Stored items
= = = =

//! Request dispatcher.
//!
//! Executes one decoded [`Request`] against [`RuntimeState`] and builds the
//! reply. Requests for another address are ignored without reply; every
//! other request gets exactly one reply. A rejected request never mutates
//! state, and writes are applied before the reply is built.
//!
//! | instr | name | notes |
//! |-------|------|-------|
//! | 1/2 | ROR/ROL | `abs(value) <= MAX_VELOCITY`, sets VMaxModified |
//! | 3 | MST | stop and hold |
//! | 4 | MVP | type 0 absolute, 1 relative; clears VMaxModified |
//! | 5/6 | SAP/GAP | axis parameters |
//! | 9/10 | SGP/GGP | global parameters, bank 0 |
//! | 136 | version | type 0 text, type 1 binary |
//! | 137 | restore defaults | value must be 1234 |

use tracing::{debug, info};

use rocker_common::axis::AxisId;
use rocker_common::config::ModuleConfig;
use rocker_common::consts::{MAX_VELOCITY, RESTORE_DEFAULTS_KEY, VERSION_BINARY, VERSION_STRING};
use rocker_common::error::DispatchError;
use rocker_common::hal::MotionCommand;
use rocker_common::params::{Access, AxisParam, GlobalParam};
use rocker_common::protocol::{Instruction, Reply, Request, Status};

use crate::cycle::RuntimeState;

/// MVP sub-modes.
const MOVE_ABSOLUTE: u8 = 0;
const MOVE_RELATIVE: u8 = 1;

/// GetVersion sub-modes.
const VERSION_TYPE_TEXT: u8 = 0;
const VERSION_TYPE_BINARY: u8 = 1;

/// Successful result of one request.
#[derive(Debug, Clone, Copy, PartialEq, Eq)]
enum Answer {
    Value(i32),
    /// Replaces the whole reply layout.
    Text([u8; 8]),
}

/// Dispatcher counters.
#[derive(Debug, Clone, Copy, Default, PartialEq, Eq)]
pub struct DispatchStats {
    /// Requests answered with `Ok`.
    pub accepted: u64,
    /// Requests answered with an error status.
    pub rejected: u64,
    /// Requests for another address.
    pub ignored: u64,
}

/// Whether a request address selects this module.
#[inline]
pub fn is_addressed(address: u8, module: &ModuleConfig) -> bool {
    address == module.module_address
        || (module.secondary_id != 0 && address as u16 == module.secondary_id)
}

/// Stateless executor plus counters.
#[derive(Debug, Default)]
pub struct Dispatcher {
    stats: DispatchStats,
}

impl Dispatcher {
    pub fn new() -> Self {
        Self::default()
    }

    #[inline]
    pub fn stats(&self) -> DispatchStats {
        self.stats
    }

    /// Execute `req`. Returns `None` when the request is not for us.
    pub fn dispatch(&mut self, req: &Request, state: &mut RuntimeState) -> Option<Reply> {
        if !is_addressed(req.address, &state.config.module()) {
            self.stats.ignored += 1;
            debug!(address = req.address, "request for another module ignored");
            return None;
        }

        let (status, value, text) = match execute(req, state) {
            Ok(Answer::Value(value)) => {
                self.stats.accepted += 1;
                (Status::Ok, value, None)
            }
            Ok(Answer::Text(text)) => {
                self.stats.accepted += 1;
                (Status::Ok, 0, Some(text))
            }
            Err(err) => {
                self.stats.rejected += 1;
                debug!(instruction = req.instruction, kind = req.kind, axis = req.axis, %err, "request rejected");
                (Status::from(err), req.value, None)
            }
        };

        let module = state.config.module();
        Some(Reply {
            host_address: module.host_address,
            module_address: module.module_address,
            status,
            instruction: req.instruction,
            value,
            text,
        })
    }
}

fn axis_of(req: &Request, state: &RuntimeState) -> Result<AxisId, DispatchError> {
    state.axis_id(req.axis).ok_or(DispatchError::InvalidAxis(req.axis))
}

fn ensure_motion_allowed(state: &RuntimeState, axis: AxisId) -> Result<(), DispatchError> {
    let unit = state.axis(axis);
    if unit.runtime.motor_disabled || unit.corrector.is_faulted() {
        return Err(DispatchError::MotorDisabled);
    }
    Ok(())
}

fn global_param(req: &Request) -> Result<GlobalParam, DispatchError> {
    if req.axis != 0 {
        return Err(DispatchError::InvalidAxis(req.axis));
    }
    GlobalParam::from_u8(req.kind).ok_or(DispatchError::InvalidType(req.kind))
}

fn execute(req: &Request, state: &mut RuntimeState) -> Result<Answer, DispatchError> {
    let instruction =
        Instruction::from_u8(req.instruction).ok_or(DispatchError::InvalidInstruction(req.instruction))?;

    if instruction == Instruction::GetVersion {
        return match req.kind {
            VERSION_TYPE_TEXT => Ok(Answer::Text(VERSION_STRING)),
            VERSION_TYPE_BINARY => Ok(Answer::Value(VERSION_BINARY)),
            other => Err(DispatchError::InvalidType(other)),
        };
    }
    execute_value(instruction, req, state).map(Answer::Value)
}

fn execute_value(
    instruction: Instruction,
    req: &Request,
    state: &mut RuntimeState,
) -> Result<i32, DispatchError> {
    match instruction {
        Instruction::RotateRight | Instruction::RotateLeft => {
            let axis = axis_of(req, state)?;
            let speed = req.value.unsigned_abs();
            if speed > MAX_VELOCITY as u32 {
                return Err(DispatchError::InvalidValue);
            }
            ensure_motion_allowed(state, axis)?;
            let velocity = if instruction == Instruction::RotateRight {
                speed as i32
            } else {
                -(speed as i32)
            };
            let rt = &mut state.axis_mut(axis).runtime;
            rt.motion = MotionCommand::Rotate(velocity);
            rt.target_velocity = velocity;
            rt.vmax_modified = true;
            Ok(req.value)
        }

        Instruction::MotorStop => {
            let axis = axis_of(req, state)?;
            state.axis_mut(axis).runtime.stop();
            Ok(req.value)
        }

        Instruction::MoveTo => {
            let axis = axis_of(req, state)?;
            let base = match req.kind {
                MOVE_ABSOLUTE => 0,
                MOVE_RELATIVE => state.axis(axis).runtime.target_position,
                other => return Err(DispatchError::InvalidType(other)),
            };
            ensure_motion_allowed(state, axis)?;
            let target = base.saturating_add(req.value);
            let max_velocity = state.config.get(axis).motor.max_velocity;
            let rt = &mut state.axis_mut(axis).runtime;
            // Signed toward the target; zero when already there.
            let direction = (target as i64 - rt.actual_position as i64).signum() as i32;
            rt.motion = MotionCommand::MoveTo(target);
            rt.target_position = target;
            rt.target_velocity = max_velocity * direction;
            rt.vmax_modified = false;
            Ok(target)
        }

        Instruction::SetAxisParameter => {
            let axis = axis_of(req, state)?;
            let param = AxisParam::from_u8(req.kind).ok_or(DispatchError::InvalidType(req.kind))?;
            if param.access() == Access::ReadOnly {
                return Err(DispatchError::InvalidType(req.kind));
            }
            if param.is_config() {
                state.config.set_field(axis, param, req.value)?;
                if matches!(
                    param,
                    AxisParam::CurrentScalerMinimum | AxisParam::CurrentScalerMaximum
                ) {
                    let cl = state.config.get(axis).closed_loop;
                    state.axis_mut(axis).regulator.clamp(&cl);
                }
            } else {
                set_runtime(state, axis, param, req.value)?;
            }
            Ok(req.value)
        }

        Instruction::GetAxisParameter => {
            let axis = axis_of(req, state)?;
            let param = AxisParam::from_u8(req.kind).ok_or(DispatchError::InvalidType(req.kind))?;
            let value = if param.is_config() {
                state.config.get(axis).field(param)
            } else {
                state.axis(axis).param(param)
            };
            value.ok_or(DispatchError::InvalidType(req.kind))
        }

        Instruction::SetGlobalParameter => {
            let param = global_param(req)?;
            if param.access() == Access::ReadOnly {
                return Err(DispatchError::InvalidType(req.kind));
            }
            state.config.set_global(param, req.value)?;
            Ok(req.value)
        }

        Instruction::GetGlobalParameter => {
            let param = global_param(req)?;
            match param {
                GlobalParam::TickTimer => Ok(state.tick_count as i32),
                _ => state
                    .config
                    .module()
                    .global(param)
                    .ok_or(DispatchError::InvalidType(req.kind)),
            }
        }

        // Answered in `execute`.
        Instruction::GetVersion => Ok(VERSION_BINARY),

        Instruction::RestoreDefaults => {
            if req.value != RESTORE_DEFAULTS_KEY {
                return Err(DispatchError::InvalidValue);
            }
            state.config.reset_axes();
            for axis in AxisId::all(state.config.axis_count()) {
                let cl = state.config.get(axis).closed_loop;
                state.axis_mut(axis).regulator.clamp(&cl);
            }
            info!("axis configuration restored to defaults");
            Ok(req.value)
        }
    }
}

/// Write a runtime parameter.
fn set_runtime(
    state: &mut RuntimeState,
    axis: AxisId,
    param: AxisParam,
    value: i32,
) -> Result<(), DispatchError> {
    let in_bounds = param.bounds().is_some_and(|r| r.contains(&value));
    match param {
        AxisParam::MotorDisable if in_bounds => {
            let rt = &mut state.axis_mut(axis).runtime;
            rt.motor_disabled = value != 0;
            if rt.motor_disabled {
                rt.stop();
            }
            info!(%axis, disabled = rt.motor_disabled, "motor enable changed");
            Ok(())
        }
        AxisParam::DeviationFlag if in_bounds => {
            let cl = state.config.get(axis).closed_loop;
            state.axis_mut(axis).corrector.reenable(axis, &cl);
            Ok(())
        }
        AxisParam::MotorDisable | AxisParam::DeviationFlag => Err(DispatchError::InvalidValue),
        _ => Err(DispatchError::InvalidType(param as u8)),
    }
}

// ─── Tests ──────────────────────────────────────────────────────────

= = = =

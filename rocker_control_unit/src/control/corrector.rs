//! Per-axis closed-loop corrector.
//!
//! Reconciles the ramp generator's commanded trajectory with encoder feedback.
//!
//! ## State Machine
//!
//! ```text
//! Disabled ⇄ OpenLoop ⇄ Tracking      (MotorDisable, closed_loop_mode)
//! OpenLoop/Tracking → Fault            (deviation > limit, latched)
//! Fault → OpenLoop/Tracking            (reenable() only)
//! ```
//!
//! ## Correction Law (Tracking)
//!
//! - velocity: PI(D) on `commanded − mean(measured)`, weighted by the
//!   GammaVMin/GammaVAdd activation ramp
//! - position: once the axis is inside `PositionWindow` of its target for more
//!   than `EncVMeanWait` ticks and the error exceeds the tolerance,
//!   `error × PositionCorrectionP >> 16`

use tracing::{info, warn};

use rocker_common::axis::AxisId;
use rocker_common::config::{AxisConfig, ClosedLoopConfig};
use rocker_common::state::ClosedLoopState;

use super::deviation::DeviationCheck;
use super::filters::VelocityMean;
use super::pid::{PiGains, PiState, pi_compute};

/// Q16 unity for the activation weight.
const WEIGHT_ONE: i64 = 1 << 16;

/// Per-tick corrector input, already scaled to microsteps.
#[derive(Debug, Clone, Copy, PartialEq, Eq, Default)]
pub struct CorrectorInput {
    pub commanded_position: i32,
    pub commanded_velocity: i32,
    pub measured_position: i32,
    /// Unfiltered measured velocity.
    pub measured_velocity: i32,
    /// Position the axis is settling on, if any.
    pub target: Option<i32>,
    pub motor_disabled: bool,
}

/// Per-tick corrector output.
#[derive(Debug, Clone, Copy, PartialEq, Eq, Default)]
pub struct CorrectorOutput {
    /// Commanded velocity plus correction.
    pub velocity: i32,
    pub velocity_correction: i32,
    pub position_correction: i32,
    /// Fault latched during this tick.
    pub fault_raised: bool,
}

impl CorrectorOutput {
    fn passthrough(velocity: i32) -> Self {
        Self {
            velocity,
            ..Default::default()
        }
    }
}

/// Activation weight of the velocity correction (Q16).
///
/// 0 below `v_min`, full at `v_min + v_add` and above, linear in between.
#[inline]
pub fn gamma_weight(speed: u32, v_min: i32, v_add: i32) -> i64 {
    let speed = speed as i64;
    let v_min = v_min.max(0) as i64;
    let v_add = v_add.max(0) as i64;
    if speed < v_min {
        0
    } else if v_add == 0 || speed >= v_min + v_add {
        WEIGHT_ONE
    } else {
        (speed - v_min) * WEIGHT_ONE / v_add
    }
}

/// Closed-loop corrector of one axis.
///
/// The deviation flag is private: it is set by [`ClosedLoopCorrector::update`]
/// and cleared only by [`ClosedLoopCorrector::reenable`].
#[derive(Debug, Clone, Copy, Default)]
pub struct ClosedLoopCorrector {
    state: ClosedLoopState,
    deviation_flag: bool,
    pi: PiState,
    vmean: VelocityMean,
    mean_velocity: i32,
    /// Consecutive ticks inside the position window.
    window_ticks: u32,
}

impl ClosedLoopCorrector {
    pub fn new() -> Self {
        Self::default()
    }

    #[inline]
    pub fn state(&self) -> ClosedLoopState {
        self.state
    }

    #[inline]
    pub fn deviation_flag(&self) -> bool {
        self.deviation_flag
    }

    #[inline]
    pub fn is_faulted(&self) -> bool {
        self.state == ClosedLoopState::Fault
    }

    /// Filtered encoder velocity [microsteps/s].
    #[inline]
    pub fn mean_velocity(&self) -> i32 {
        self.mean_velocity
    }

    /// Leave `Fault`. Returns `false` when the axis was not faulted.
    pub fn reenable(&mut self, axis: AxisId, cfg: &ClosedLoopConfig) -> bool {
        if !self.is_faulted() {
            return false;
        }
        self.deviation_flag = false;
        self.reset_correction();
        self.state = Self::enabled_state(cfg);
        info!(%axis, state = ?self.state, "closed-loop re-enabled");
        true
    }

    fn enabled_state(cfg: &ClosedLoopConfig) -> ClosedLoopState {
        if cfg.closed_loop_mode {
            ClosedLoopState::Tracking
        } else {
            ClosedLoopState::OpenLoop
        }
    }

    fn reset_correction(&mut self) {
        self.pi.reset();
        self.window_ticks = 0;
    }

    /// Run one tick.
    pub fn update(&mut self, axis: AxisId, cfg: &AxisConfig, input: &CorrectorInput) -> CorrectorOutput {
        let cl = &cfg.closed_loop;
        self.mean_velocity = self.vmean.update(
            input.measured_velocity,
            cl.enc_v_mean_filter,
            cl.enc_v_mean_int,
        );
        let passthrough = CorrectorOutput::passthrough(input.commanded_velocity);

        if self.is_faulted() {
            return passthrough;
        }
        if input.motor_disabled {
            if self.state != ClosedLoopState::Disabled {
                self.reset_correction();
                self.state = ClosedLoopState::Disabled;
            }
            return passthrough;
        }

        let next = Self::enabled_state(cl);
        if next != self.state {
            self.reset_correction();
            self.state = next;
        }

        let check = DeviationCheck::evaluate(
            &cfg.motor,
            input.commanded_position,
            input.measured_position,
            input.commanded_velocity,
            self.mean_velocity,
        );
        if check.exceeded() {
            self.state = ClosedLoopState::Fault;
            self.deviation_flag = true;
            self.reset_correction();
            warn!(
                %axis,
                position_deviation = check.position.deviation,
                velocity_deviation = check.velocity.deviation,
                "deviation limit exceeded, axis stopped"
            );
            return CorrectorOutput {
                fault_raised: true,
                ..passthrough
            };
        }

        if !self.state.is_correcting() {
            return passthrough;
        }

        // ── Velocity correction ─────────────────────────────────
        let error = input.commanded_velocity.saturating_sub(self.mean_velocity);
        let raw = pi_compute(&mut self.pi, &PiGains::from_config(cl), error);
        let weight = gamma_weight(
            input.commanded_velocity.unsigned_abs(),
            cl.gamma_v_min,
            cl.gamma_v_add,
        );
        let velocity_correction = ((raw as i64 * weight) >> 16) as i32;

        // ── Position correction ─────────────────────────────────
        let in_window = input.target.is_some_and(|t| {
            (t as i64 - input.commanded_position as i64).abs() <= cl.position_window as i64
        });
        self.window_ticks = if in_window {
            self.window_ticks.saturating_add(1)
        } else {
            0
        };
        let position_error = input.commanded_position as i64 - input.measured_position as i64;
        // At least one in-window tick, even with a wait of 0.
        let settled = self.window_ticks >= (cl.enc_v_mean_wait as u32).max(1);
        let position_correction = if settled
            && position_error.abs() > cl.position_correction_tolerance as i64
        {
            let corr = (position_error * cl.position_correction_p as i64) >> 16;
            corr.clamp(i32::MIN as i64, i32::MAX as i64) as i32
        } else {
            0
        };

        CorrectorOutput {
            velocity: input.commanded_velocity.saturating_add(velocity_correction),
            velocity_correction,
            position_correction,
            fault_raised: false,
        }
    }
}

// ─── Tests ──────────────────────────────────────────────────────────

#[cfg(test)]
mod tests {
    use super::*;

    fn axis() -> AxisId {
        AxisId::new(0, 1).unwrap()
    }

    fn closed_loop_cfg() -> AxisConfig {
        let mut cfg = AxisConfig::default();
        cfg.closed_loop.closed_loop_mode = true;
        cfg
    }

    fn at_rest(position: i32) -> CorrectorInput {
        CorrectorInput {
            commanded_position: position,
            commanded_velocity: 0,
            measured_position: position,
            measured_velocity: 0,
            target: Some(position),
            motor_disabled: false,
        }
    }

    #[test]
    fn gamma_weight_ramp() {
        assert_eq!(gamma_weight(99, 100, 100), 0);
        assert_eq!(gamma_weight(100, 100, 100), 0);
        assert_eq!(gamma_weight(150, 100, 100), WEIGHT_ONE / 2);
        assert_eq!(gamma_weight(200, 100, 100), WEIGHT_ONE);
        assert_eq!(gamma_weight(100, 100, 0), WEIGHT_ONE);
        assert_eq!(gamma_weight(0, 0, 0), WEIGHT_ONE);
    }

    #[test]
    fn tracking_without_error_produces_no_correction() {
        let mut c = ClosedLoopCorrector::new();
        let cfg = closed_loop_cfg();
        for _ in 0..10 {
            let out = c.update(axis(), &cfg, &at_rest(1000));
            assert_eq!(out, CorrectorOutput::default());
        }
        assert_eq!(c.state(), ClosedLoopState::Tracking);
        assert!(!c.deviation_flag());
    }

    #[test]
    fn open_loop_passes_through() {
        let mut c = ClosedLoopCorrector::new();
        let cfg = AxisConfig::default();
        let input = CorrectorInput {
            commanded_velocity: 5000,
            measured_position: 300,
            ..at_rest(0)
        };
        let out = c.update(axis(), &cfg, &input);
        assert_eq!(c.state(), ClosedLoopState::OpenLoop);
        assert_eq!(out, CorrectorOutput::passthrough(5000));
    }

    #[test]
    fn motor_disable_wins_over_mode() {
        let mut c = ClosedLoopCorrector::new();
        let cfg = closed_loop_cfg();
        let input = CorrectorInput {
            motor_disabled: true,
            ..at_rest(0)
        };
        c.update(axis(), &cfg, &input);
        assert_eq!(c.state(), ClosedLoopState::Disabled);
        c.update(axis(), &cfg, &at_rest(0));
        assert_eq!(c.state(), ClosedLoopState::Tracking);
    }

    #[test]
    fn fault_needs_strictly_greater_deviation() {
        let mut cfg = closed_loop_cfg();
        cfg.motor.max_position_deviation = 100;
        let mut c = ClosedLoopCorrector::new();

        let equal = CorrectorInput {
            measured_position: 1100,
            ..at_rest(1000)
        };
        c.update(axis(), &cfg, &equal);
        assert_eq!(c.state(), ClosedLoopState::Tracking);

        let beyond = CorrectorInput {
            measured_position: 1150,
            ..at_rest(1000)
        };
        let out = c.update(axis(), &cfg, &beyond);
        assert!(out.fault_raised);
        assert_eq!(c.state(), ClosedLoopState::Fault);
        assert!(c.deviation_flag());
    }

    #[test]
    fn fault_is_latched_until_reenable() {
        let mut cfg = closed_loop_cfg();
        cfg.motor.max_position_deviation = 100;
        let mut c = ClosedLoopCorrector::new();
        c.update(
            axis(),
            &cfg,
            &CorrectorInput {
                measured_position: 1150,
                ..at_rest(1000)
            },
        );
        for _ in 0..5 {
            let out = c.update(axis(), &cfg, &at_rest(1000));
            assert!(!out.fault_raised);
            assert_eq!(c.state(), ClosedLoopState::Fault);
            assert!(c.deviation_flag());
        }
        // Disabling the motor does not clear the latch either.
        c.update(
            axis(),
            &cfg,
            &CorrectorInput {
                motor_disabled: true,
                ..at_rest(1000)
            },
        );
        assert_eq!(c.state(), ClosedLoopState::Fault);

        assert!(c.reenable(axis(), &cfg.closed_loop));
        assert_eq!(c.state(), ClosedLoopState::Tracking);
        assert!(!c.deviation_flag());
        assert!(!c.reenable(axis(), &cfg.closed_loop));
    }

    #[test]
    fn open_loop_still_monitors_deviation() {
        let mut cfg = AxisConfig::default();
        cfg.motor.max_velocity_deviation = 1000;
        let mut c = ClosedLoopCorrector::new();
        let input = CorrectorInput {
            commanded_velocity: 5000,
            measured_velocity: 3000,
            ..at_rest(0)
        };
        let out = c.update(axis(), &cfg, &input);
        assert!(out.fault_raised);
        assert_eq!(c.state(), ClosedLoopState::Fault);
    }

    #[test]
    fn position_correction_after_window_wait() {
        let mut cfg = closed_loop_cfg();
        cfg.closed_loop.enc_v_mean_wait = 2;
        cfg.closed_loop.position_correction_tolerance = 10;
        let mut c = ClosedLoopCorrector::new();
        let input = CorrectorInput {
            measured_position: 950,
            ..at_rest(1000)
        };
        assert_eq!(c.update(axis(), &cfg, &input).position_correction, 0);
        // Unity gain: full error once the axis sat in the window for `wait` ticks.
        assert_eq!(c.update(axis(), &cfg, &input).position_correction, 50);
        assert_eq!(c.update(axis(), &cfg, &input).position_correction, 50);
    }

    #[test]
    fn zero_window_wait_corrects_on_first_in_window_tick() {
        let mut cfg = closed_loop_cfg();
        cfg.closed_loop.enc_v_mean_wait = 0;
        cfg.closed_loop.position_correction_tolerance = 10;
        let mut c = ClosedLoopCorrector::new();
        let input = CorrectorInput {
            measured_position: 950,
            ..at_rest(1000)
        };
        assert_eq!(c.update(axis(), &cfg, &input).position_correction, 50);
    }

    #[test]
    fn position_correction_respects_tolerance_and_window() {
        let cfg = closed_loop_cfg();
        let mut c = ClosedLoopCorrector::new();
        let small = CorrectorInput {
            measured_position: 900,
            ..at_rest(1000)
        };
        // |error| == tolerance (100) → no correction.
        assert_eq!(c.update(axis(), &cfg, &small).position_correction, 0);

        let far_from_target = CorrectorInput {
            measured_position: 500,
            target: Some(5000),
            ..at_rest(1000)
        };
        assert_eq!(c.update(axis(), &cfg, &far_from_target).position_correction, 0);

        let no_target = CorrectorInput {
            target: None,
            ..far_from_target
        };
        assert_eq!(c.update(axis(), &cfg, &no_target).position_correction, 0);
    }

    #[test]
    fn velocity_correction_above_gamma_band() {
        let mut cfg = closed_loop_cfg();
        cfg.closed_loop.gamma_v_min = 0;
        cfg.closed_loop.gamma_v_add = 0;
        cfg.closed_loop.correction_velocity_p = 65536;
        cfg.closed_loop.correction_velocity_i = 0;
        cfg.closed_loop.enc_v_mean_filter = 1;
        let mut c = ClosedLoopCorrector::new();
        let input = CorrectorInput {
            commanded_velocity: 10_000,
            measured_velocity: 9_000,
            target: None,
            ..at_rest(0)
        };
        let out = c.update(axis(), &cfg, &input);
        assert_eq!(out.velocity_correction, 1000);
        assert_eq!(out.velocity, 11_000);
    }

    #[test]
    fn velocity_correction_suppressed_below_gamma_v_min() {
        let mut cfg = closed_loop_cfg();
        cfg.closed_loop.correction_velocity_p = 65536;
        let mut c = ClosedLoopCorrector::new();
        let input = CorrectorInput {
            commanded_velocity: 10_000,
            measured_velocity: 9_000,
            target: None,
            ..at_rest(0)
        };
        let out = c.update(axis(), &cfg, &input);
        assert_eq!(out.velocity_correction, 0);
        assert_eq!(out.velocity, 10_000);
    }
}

= = = =

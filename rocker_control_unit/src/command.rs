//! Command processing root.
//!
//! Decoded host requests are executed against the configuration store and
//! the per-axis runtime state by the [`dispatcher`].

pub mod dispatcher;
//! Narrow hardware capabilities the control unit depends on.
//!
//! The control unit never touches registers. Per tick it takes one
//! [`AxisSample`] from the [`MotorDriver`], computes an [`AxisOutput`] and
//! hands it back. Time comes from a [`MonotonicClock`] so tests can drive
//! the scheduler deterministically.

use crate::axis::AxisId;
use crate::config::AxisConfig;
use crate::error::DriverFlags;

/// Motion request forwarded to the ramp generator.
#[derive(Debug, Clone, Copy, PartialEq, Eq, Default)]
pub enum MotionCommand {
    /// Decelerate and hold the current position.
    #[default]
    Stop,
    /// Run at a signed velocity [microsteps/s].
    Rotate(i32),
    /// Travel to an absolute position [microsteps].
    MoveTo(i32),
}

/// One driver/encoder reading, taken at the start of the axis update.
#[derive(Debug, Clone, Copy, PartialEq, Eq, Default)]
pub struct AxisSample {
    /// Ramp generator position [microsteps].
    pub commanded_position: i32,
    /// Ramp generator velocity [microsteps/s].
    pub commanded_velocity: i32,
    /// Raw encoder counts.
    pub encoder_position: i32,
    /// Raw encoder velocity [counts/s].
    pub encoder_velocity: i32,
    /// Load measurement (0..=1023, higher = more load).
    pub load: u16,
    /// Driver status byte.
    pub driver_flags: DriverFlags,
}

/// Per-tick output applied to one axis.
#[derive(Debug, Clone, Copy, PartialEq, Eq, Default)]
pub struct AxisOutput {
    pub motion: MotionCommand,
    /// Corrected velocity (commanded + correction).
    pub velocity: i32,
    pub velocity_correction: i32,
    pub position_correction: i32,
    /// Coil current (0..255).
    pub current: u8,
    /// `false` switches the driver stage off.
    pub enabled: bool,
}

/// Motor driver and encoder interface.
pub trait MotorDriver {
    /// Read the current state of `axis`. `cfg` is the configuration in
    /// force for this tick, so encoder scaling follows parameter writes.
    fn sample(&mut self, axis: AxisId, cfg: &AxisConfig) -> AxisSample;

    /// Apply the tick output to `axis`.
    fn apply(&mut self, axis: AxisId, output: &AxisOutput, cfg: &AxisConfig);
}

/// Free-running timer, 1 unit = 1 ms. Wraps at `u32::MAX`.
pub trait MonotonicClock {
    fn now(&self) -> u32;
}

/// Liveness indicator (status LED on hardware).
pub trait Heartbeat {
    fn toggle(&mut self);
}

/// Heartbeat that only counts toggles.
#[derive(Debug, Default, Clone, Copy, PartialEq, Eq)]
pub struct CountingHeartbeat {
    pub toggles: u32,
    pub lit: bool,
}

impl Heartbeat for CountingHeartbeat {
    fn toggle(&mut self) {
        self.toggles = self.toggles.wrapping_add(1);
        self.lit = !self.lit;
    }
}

= = = =

PROMPT |
The output should be exactly the lines above from the line containing "let speed = speed as i64;" to the line containing "self.state = Self::enabled_state(cfg);", inclusive, with no other lines.

COMPLETED EXERCISE |
    let speed = speed as i64;
    let v_min = v_min.max(0) as i64;
    let v_add = v_add.max(0) as i64;
    if speed < v_min {
        0
    } else if v_add == 0 || speed >= v_min + v_add {
        WEIGHT_ONE
    } else {
        (speed - v_min) * WEIGHT_ONE / v_add
    }
}

/// Closed-loop corrector of one axis.
///
/// The deviation flag is private: it is set by [`ClosedLoopCorrector::update`]
/// and cleared only by [`ClosedLoopCorrector::reenable`].
#[derive(Debug, Clone, Copy, Default)]
pub struct ClosedLoopCorrector {
    state: ClosedLoopState,
    deviation_flag: bool,
    pi: PiState,
    vmean: VelocityMean,
    mean_velocity: i32,
    /// Consecutive ticks inside the position window.
    window_ticks: u32,
}

impl ClosedLoopCorrector {
    pub fn new() -> Self {
        Self::default()
    }

    #[inline]
    pub fn state(&self) -> ClosedLoopState {
        self.state
    }

    #[inline]
    pub fn deviation_flag(&self) -> bool {
        self.deviation_flag
    }

    #[inline]
    pub fn is_faulted(&self) -> bool {
        self.state == ClosedLoopState::Fault
    }

    /// Filtered encoder velocity [microsteps/s].
    #[inline]
    pub fn mean_velocity(&self) -> i32 {
        self.mean_velocity
    }

    /// Leave `Fault`. Returns `false` when the axis was not faulted.
    pub fn reenable(&mut self, axis: AxisId, cfg: &ClosedLoopConfig) -> bool {
        if !self.is_faulted() {
            return false;
        }
        self.deviation_flag = false;
        self.reset_correction();
        self.state = Self::enabled_state(cfg);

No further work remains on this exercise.